JRP Submission ID#127
Submitted on Dec 23, 2007
TITLE: Higher Education in the Third Millennium: Interdisciplinarity
and Transdisciplinarity in Research
ABSTRACT: The overall aim of this paper is to try to understand if the
new characteristics taken on by higher education in Brazil and in all
developing countries is an epistemological issue which, in actual
fact, goes beyond the scope of emerging countries and is a general
matter about the essence and, therefore, the ethos of the university.
The scope of our study lies within the new knowledge society
paradigms, post-disciplinarity (inter and transdisciplinarity) . More
specifically, among the new paradigms proposed for Education, we try
to show that: Interdisciplinarity and Transdisciplinarity have been
consolidating their positions as new concepts to rescue knowledge as a
whole. We have conducted qualitative research based on semi-structured
interviews with researchers from two universities, a public and a
private one.
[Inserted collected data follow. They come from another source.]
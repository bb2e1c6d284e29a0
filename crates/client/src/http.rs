//! Blocking HTTP implementation of [`SandboxApi`].

use reqwest::blocking::{Client, RequestBuilder, Response};
use reqwest::{StatusCode, Url};
use serde::de::DeserializeOwned;
use std::time::Duration;

use sandboxai_core::{
    config::ClientConfig,
    traits::SandboxApi,
    types::{
        ApiError, CreateSandboxRequest, IPythonCellResult, RunIPythonCellRequest,
        RunIPythonCellResponse, RunShellCommandRequest, RunShellCommandResponse, Sandbox,
        ShellCommandResult,
    },
    Error, Result,
};

/// Upper bound on a single health probe, independent of the request timeout.
const HEALTH_PROBE_TIMEOUT: Duration = Duration::from_secs(5);

/// Client for the v1 sandbox API.
pub struct HttpClient {
    base_url: String,
    base: Url,
    http: Client,
    poll_interval: Duration,
}

impl HttpClient {
    /// Create a client with default settings.
    pub fn new(base_url: impl Into<String>) -> Result<Self> {
        Self::with_config(base_url, &ClientConfig::default())
    }

    /// Create a client with explicit timeouts and polling settings.
    pub fn with_config(base_url: impl Into<String>, config: &ClientConfig) -> Result<Self> {
        let base_url = base_url.into().trim_end_matches('/').to_string();
        if base_url.is_empty() {
            return Err(Error::configuration("base_url must not be empty"));
        }
        let base = Url::parse(&base_url)
            .map_err(|e| Error::configuration(format!("Invalid base_url {:?}: {}", base_url, e)))?;
        if base.cannot_be_a_base() {
            return Err(Error::configuration(format!(
                "base_url {:?} cannot carry a path",
                base_url
            )));
        }

        // The blocking client defaults to a 30s timeout; cells may legitimately run longer.
        let http = Client::builder()
            .connect_timeout(config.connect_timeout())
            .timeout(config.request_timeout())
            .build()
            .map_err(|e| Error::configuration(format!("Failed to build HTTP client: {}", e)))?;

        Ok(Self {
            base_url,
            base,
            http,
            poll_interval: config.health_poll_interval(),
        })
    }

    /// Append percent-encoded path segments to the base URL.
    fn endpoint(&self, segments: &[&str]) -> Result<Url> {
        let mut url = self.base.clone();
        url.path_segments_mut()
            .map_err(|_| Error::configuration("base_url cannot carry a path"))?
            .pop_if_empty()
            .extend(segments);
        Ok(url)
    }

    fn sandboxes_url(&self, space: &str) -> Result<Url> {
        self.endpoint(&["spaces", space, "sandboxes"])
    }

    fn sandbox_url(&self, space: &str, name: &str) -> Result<Url> {
        self.endpoint(&["spaces", space, "sandboxes", name])
    }

    fn tool_url(&self, space: &str, name: &str, tool: &str) -> Result<Url> {
        self.endpoint(&["spaces", space, "sandboxes", name, &format!("tools:{}", tool)])
    }

    /// Probe `/healthz`, giving up after `timeout`.
    fn probe_health(&self, timeout: Duration) -> bool {
        let url = match self.endpoint(&["healthz"]) {
            Ok(url) => url,
            Err(_) => return false,
        };
        match self.http.get(url.clone()).timeout(timeout).send() {
            Ok(resp) => resp.status().is_success(),
            Err(e) => {
                tracing::trace!(url = %url, error = %e, "Health probe failed");
                false
            }
        }
    }

    fn send(&self, request: RequestBuilder, method: &str, url: &Url) -> Result<Response> {
        tracing::debug!(method = method, url = %url, "Sending request");
        request
            .send()
            .map_err(|e| Error::transport(format!("{} {} failed: {}", method, url, e)))
    }
}

impl SandboxApi for HttpClient {
    fn base_url(&self) -> &str {
        &self.base_url
    }

    fn check_health(&self) -> bool {
        self.probe_health(HEALTH_PROBE_TIMEOUT)
    }

    fn check_health_within(&self, timeout: Duration) -> bool {
        self.probe_health(timeout.min(HEALTH_PROBE_TIMEOUT))
    }

    fn health_poll_interval(&self) -> Duration {
        self.poll_interval
    }

    fn create_sandbox(&self, space: &str, request: &CreateSandboxRequest) -> Result<Sandbox> {
        let url = self.sandboxes_url(space)?;
        let resp = self.send(self.http.post(url.clone()).json(request), "POST", &url)?;
        let resp = validate_response(resp, StatusCode::CREATED)?;
        decode(resp)
    }

    fn get_sandbox(&self, space: &str, name: &str) -> Result<Sandbox> {
        let url = self.sandbox_url(space, name)?;
        let resp = self.send(self.http.get(url.clone()), "GET", &url)?;
        if resp.status() == StatusCode::NOT_FOUND {
            return Err(Error::not_found(space, name));
        }
        let resp = validate_response(resp, StatusCode::OK)?;
        decode(resp)
    }

    fn delete_sandbox(&self, space: &str, name: &str) -> Result<()> {
        let url = self.sandbox_url(space, name)?;
        let resp = self.send(self.http.delete(url.clone()), "DELETE", &url)?;
        validate_response(resp, StatusCode::NO_CONTENT)?;
        Ok(())
    }

    fn run_ipython_cell(
        &self,
        space: &str,
        name: &str,
        request: &RunIPythonCellRequest,
    ) -> Result<IPythonCellResult> {
        let url = self.tool_url(space, name, "run_ipython_cell")?;
        let resp = self.send(self.http.post(url.clone()).json(request), "POST", &url)?;
        let resp = validate_response(resp, StatusCode::OK)?;
        let body: RunIPythonCellResponse = decode(resp)?;
        Ok(IPythonCellResult::from_response(request.split_output, body))
    }

    fn run_shell_command(
        &self,
        space: &str,
        name: &str,
        request: &RunShellCommandRequest,
    ) -> Result<ShellCommandResult> {
        let url = self.tool_url(space, name, "run_shell_command")?;
        let resp = self.send(self.http.post(url.clone()).json(request), "POST", &url)?;
        let resp = validate_response(resp, StatusCode::OK)?;
        let body: RunShellCommandResponse = decode(resp)?;
        Ok(ShellCommandResult::from_response(request.split_output, body))
    }
}

// =============================================================================
// Response Helpers
// =============================================================================

/// Fail with [`Error::Protocol`] unless the response has the expected status.
fn validate_response(resp: Response, expected: StatusCode) -> Result<Response> {
    let actual = resp.status();
    if actual == expected {
        return Ok(resp);
    }
    let body = resp.text().unwrap_or_default();
    Err(Error::protocol(
        expected.as_u16(),
        actual.as_u16(),
        error_detail(&body),
    ))
}

/// Prefer the `message` of a JSON error body, fall back to the raw text.
fn error_detail(body: &str) -> String {
    match serde_json::from_str::<ApiError>(body) {
        Ok(err) => err.message,
        Err(_) => body.trim().to_string(),
    }
}

fn decode<T: DeserializeOwned>(resp: Response) -> Result<T> {
    let body = resp
        .text()
        .map_err(|e| Error::transport(format!("Failed to read response body: {}", e)))?;
    Ok(serde_json::from_str(&body)?)
}

// =============================================================================
// Tests
// =============================================================================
We have employed a Discourse Analysis technique to the
spoken responses of those professors aiming at identifying the
possibilities of and resistance to inter and transdisciplinary
research. We believe that a teacher is only able to teach permanent
transformation to his students if he his himself a permanent scholar,
a researcher. The production of knowledge and technology is the
essential function of the university at the threshold of this third
millennium.
KEYWORDS: university; paradigms; interdisciplinarity;
transdisciplinarity; qualitative research
EXCERPTS:
Brazilian university stands exactly at a moment of paradigmatic
transition for besides an urgent need to significantly expand the
number of college students in our country, it must be able to produce
scientific and technological knowledge to allow the nation to find a
path for its development. In particular, it is still necessary for
the university to be able to produce knowledge about teaching and
learning . . .
The university "crisis" should be understood as an extremely relevant
moment, characterized by transforming university into an institution
more organically linked to society and not parallel to it anymore.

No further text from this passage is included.